Il secondo aspetto, la confessione è "l'atteggiamento di chi riconosce e si pente della sua colpa. Se non si aiuta in modo adeguato l'autore del reato, non gli si offre l'opportunità di convertirsi, egli finisce con l'essere una vittima del sistema... Dobbiamo andare avanti e fare tutto il possibile per correggere, migliorare ed educare l'uomo a maturare da tutti i punti di vista, senza scoraggiarsi, affrontando il male commesso e ripensando la sua vita senza lasciarsi schiacciare dalle sue miserie... E dobbiamo chiederci perché alcuni cadono ed altri no, trovandosi nella stessa condizione. Non di rado il reato affonda le sue radici nelle disuguaglianze economiche e sociali, nelle reti di corruzione e di criminalità organizzata, in cerca di complici fra i più potenti, le cui vittime sono fra i più vulnerabili. Per evitare questo flagello, non basta avere leggi giuste, è necessario formare persone responsabili e capaci di attuare le leggi.
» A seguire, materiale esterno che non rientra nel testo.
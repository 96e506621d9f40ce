// SPDX-License-Identifier: PMPL-1.0-or-later
// Copyright (c) 2026 Jonathan D.A. Jewell (hyperpolymath) <jonathan.jewell@open.ac.uk>
//
// PDF module — reading, cropping, and creating PDFs.

pub mod reader;
pub mod writer;

pub use reader::PdfReader;
pub use writer::PdfWriter;
// SPDX-License-Identifier: PMPL-1.0-or-later
// Copyright (c) 2026 Jonathan D.A. Jewell (hyperpolymath) <jonathan.jewell@open.ac.uk>
//
// pagesmith-document — Document processing for the Pagesmith PDF toolbox.
//
// Provides PDF operations (open, inspect, crop a page range), PDF creation
// (paragraph layout for Word conversion, one-image-per-page assembly), image
// loading with preview scaling, and the preview model (text pagination, PDF
// page text + embedded-image extraction).

pub mod image;
pub mod pdf;
pub mod preview;

#[cfg(feature = "docx")]
pub mod docx;

// Re-export the primary structs so callers can use `pagesmith_document::PdfReader` etc.
pub use image::loader::LoadedImage;
pub use pdf::reader::PdfReader;
pub use pdf::writer::PdfWriter;
pub use preview::{PagePreview, paginate_text};

#[cfg(feature = "docx")]
pub use docx::WordDocument;
// SPDX-License-Identifier: PMPL-1.0-or-later
// Copyright (c) 2026 Jonathan D.A. Jewell (hyperpolymath) <jonathan.jewell@open.ac.uk>
//
// Pagesmith — Desktop PDF Toolbox
//
// Entry point. Initialises logging and app state, and launches the Dioxus UI.

mod pages;
mod state;

use dioxus::prelude::*;

use pages::crop::Crop;
use pages::home::Home;
use pages::images::Images;
use pages::word::Word;

fn main() {
    tracing_subscriber::fmt()
        .with_env_filter(
            tracing_subscriber::EnvFilter::try_from_default_env()
                .unwrap_or_else(|_| tracing_subscriber::EnvFilter::new("info")),
        )
        .init();

    tracing::info!("Pagesmith starting");

    dioxus::launch(app);
}

/// Top-level route enum.
#[derive(Debug, Clone, Routable, PartialEq)]
enum Route {
    #[layout(TabLayout)]
    #[route("/")]
    Home {},
    #[route("/word")]
    Word {},
    #[route("/images")]
    Images {},
    #[route("/crop")]
    Crop {},
}

/// Root component.
fn app() -> Element {
    // One shared state struct for all pages
    use_context_provider(|| Signal::new(state::AppState::default()));

    rsx! {
        Router::<Route> {}
    }
}

/// Persistent bottom tab layout wrapping all pages.
#[component]
fn TabLayout() -> Element {
    rsx! {
        div { class: "app-container",
            style: "display: flex; flex-direction: column; height: 100vh; font-family: system-ui, -apple-system, sans-serif;",

            // Page content
            div { class: "page-content",
                style: "flex: 1; overflow-y: auto; padding: 16px;",
                Outlet::<Route> {}
            }

            // Bottom tab bar
            nav { class: "tab-bar",
                style: "display: flex; justify-content: space-around; padding: 8px 0; border-top: 1px solid #e0e0e0; background: #fafafa;",
                TabButton { to: Route::Home {}, label: "Home", icon: "H" }
                TabButton { to: Route::Word {}, label: "Word", icon: "W" }
                TabButton { to: Route::Images {}, label: "Images", icon: "I" }
                TabButton { to: Route::Crop {}, label: "Crop", icon: "C" }
            }
        }
    }
}

#[component]
fn TabButton(to: Route, label: &'static str, icon: &'static str) -> Element {
    rsx! {
        Link { to: to,
            style: "display: flex; flex-direction: column; align-items: center; text-decoration: none; color: #333; font-size: 12px;",
            span { style: "font-size: 20px;", "{icon}" }
            span { "{label}" }
        }
    }
}
// SPDX-License-Identifier: PMPL-1.0-or-later
// Copyright (c) 2026 Jonathan D.A. Jewell (hyperpolymath) <jonathan.jewell@open.ac.uk>
//
// PDF reader — open and inspect existing PDF documents and crop a contiguous
// page range into a new PDF, using the `lopdf` crate.

use std::path::Path;

use lopdf::{Document, Object, ObjectId, dictionary};
use pagesmith_core::error::PagesmithError;
use pagesmith_core::types::PageRange;
use tracing::{debug, info, instrument, warn};

/// Reads existing PDF files and extracts page ranges from them.
///
/// Wraps `lopdf::Document`. Cropping deep-clones each selected page and every
/// object it references into a fresh document, so the output stands alone and
/// the source is never modified.
pub struct PdfReader {
    /// The underlying lopdf document.
    document: Document,
    /// Source path, if opened from a file (useful for diagnostics).
    source_path: Option<String>,
}

impl PdfReader {
    // -- Construction ---------------------------------------------------------

    /// Open a PDF from the filesystem.
    #[instrument(skip_all, fields(path = %path.as_ref().display()))]
    pub fn open(path: impl AsRef<Path>) -> Result<Self, PagesmithError> {
        let path_ref = path.as_ref();
        info!("Opening PDF: {}", path_ref.display());

        let document = Document::load(path_ref).map_err(|err| {
            PagesmithError::PdfError(format!("failed to open {}: {}", path_ref.display(), err))
        })?;

        debug!(pages = document.get_pages().len(), "PDF loaded");

        Ok(Self {
            document,
            source_path: Some(path_ref.display().to_string()),
        })
    }

    /// Create a reader from raw PDF bytes already in memory.
    #[instrument(skip_all, fields(bytes_len = data.len()))]
    pub fn from_bytes(data: &[u8]) -> Result<Self, PagesmithError> {
        let document = Document::load_mem(data).map_err(|err| {
            PagesmithError::PdfError(format!("failed to load PDF from memory: {}", err))
        })?;

        debug!(pages = document.get_pages().len(), "PDF loaded from bytes");

        Ok(Self {
            document,
            source_path: None,
        })
    }

    // -- Inspection -----------------------------------------------------------

    /// Number of pages in the document.
    pub fn page_count(&self) -> u32 {
        self.document.get_pages().len() as u32
    }

    /// Return the source path if the reader was created via [`PdfReader::open`].
    pub fn source_path(&self) -> Option<&str> {
        self.source_path.as_deref()
    }

    /// Text content of a single page (1-indexed), for the preview pane.
    pub fn page_text(&self, page_number: u32) -> Result<String, PagesmithError> {
        self.document.extract_text(&[page_number]).map_err(|err| {
            PagesmithError::PdfError(format!(
                "failed to extract text from page {}: {}",
                page_number, err
            ))
        })
    }

    /// Borrow the underlying lopdf document (used by the preview module).
    pub(crate) fn document(&self) -> &Document {
        &self.document
    }

    // -- Cropping -------------------------------------------------------------

    /// Copy the pages in `range` (1-indexed, inclusive) into a new PDF,
    /// preserving their order and content, and return its serialised bytes.
    ///
    /// The range is validated against the page count before any output is
    /// produced; an out-of-bounds or inverted range yields
    /// [`PagesmithError::InvalidPageRange`].
    #[instrument(skip(self), fields(start = range.start, end = range.end))]
    pub fn crop(&self, range: PageRange) -> Result<Vec<u8>, PagesmithError> {
        let total = self.page_count();
        range.validate(total)?;

        info!(start = range.start, end = range.end, total, "Cropping PDF");

        let pages = self.document.get_pages();
        let mut new_doc = empty_document();

        for page_num in range.start..=range.end {
            let page_id = *pages.get(&page_num).ok_or_else(|| {
                PagesmithError::PdfError(format!("page {} not found in page tree", page_num))
            })?;
            copy_page_into(&self.document, &mut new_doc, page_id)?;
        }

        let mut output = Vec::new();
        new_doc.save_to(&mut output).map_err(|err| {
            PagesmithError::PdfError(format!("failed to serialise cropped PDF: {}", err))
        })?;

        debug!(
            pages = range.page_count(),
            output_bytes = output.len(),
            "Crop complete"
        );
        Ok(output)
    }

    /// Crop a page range and write the result directly to a file.
    pub fn crop_to_file(
        &self,
        range: PageRange,
        path: impl AsRef<Path>,
    ) -> Result<(), PagesmithError> {
        let bytes = self.crop(range)?;
        std::fs::write(path.as_ref(), &bytes)?;
        info!("Wrote cropped PDF to {}", path.as_ref().display());
        Ok(())
    }
}

/// A document with a catalog and an empty page tree, ready for
/// [`copy_page_into`] to append pages to.
fn empty_document() -> Document {
    let mut doc = Document::with_version("1.5");
    let pages_id = doc.add_object(dictionary! {
        "Type" => "Pages",
        "Kids" => Object::Array(Vec::new()),
        "Count" => 0,
    });
    let catalog_id = doc.add_object(dictionary! {
        "Type" => "Catalog",
        "Pages" => pages_id,
    });
    doc.trailer.set("Root", catalog_id);
    doc
}

/// Copy a single page object (and its referenced resources) from `source` into
/// `target`, appending it as the last page.
///
/// Stream data, fonts, and images referenced by the page dictionary are copied
/// as new objects in the target document.
fn copy_page_into(
    source: &Document,
    target: &mut Document,
    page_id: ObjectId,
) -> Result<(), PagesmithError> {
    let page_object = source.get_object(page_id).map_err(|err| {
        PagesmithError::PdfError(format!("cannot read page object {:?}: {}", page_id, err))
    })?;

    // Deep-clone the page object and all objects it transitively references.
    let cloned_object = clone_object_tree(source, target, page_object)?;
    let cloned_id = target.add_object(cloned_object);

    // Retrieve the target's page tree root (/Pages) and append the new page.
    let pages_id = target
        .catalog()
        .map_err(|err| PagesmithError::PdfError(format!("no catalog: {}", err)))
        .and_then(|catalog| {
            catalog
                .get(b"Pages")
                .map_err(|err| PagesmithError::PdfError(format!("no /Pages: {}", err)))
                .and_then(|pages_ref| match pages_ref {
                    Object::Reference(id) => Ok(*id),
                    _ => Err(PagesmithError::PdfError(
                        "/Pages is not a reference".to_string(),
                    )),
                })
        })?;

    // Add page reference to the /Kids array and bump /Count.
    if let Ok(Object::Dictionary(pages_dict)) = target.get_object_mut(pages_id) {
        if let Ok(Object::Array(kids)) = pages_dict.get_mut(b"Kids") {
            kids.push(Object::Reference(cloned_id));
        }
        if let Ok(count_obj) = pages_dict.get_mut(b"Count")
            && let Object::Integer(count) = count_obj
        {
            *count += 1;
        }
    }

    // Point the cloned page's /Parent at the target's /Pages node.
    if let Ok(Object::Dictionary(page_dict)) = target.get_object_mut(cloned_id) {
        page_dict.set("Parent", Object::Reference(pages_id));
    }

    Ok(())
}

/// Deep-clone a single lopdf Object, recursively resolving references.
///
/// /Parent is deliberately skipped to avoid circular cloning through the page
/// tree back-reference; the caller patches it afterwards. Unresolvable
/// references degrade to Null rather than failing the whole crop.
fn clone_object_tree(
    source: &Document,
    target: &mut Document,
    object: &Object,
) -> Result<Object, PagesmithError> {
    match object {
        Object::Dictionary(dict) => {
            let mut new_dict = lopdf::Dictionary::new();
            for (key, value) in dict.iter() {
                if key == b"Parent" {
                    continue;
                }
                let cloned_value = clone_object_tree(source, target, value)?;
                new_dict.set(key.clone(), cloned_value);
            }
            Ok(Object::Dictionary(new_dict))
        }
        Object::Array(arr) => {
            let mut new_arr = Vec::with_capacity(arr.len());
            for item in arr {
                new_arr.push(clone_object_tree(source, target, item)?);
            }
            Ok(Object::Array(new_arr))
        }
        Object::Reference(ref_id) => match source.get_object(*ref_id) {
            Ok(referenced) => {
                let cloned = clone_object_tree(source, target, referenced)?;
                let new_id = target.add_object(cloned);
                Ok(Object::Reference(new_id))
            }
            Err(err) => {
                warn!(?ref_id, %err, "Cannot resolve reference, using Null");
                Ok(Object::Null)
            }
        },
        Object::Stream(stream) => {
            let mut new_dict = lopdf::Dictionary::new();
            for (key, value) in stream.dict.iter() {
                if key == b"Parent" {
                    continue;
                }
                let cloned_value = clone_object_tree(source, target, value)?;
                new_dict.set(key.clone(), cloned_value);
            }
            Ok(Object::Stream(lopdf::Stream::new(
                new_dict,
                stream.content.clone(),
            )))
        }
        // Boolean, Integer, Real, String, Name, Null are trivially cloneable.
        other => Ok(other.clone()),
    }
}

#[cfg(test)]
mod tests {
    use super::*;
    use crate::pdf::test_support::sample_pdf_bytes;

    #[test]
    fn page_count_matches_source() {
        let reader = PdfReader::from_bytes(&sample_pdf_bytes(4)).unwrap();
        assert_eq!(reader.page_count(), 4);
    }

    #[test]
    fn crop_rejects_inverted_range() {
        let reader = PdfReader::from_bytes(&sample_pdf_bytes(3)).unwrap();
        let err = reader.crop(PageRange::new(3, 1)).unwrap_err();
        assert!(matches!(
            err,
            PagesmithError::InvalidPageRange {
                start: 3,
                end: 1,
                total: 3
            }
        ));
    }

    #[test]
    fn crop_rejects_zero_start() {
        let reader = PdfReader::from_bytes(&sample_pdf_bytes(3)).unwrap();
        assert!(reader.crop(PageRange::new(0, 2)).is_err());
    }

    #[test]
    fn crop_rejects_end_past_last_page() {
        let reader = PdfReader::from_bytes(&sample_pdf_bytes(3)).unwrap();
        assert!(reader.crop(PageRange::new(1, 4)).is_err());
    }

    #[test]
    fn full_range_crop_preserves_page_count() {
        let reader = PdfReader::from_bytes(&sample_pdf_bytes(3)).unwrap();
        let cropped = reader.crop(PageRange::new(1, 3)).unwrap();
        assert_eq!(PdfReader::from_bytes(&cropped).unwrap().page_count(), 3);
    }

    #[test]
    fn crop_keeps_selected_pages_in_order() {
        let reader = PdfReader::from_bytes(&sample_pdf_bytes(5)).unwrap();
        let cropped = reader.crop(PageRange::new(2, 4)).unwrap();

        let result = PdfReader::from_bytes(&cropped).unwrap();
        assert_eq!(result.page_count(), 3);
        assert!(result.page_text(1).unwrap().contains("Page 2"));
        assert!(result.page_text(2).unwrap().contains("Page 3"));
        assert!(result.page_text(3).unwrap().contains("Page 4"));
    }

    #[test]
    fn single_page_crop_equals_source_page() {
        let reader = PdfReader::from_bytes(&sample_pdf_bytes(5)).unwrap();
        let cropped = reader.crop(PageRange::new(3, 3)).unwrap();

        let result = PdfReader::from_bytes(&cropped).unwrap();
        assert_eq!(result.page_count(), 1);
        assert_eq!(
            result.page_text(1).unwrap().trim(),
            reader.page_text(3).unwrap().trim()
        );
    }

    #[test]
    fn crop_to_file_writes_a_loadable_pdf() {
        let dir = tempfile::tempdir().unwrap();
        let out = dir.path().join("cropped.pdf");

        let reader = PdfReader::from_bytes(&sample_pdf_bytes(2)).unwrap();
        reader.crop_to_file(PageRange::new(1, 1), &out).unwrap();

        let reloaded = PdfReader::open(&out).unwrap();
        assert_eq!(reloaded.page_count(), 1);
    }
}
Una società governata solo dalle regole del mercato crea false aspettative e necessità superflue, e scarta quanti non sono all'altezza e impedisce che i lenti, i deboli e i meno dotati si facciano strada nella vita".

Infine, la contrizione è "l'anticamera del pentimento, via privilegiata che conduce al cuore di Dio, che ci accoglie e ci offre un'altra possibilità, se ci apriamo alla verità della penitenza e ci lasciamo trasformare dalla sua misericordia... L'atteggiamento di Dio che previene l'uomo peccatore offrendogli il suo perdono, si presenta così come una giustizia superiore, al tempo stesso leale e compassionevole, senza alcuna contraddizione tra questi due aspetti. Il perdono, infatti, non elimina né diminuisce la necessità dell'emendazione, propria della giustizia, né prescinde dalla necessità della conversione personale, ma va oltre, cercando di ristabilire i rapporti e di reintegrare le persone nella società".

"Qui - conclude il Papa - mi sembra che sia grande la sfida, che tutti dobbiamo affrontare, perché le misure contro il male non si limitino a reprimere, dissuadere, o isolare coloro che lo commettono, ma aiutino a riconvertirsi, a percorrere le vie del bene, ad essere persone autentiche lontane dalle proprie miserie, che diventano esse stesse misericordiose. Pertanto la Chiesa deve proporre una giustizia umanizzante, genuinamente riconciliata, una giustizia che porti l'autore del reato, lungo una strada rieducativa e di attiva penitenza, alla riabilitazione e al totale reinserimento nella società. Quanto importante e bello sarebbe accogliere questa sfida, perché non cada nell'oblio. È positivo che si facciano i passi necessari perché il perdono non si limiti unicamente alla sfera privata, ma raggiunga una vera dimensione politica e istituzionale creando relazioni di convivenza armoniosa".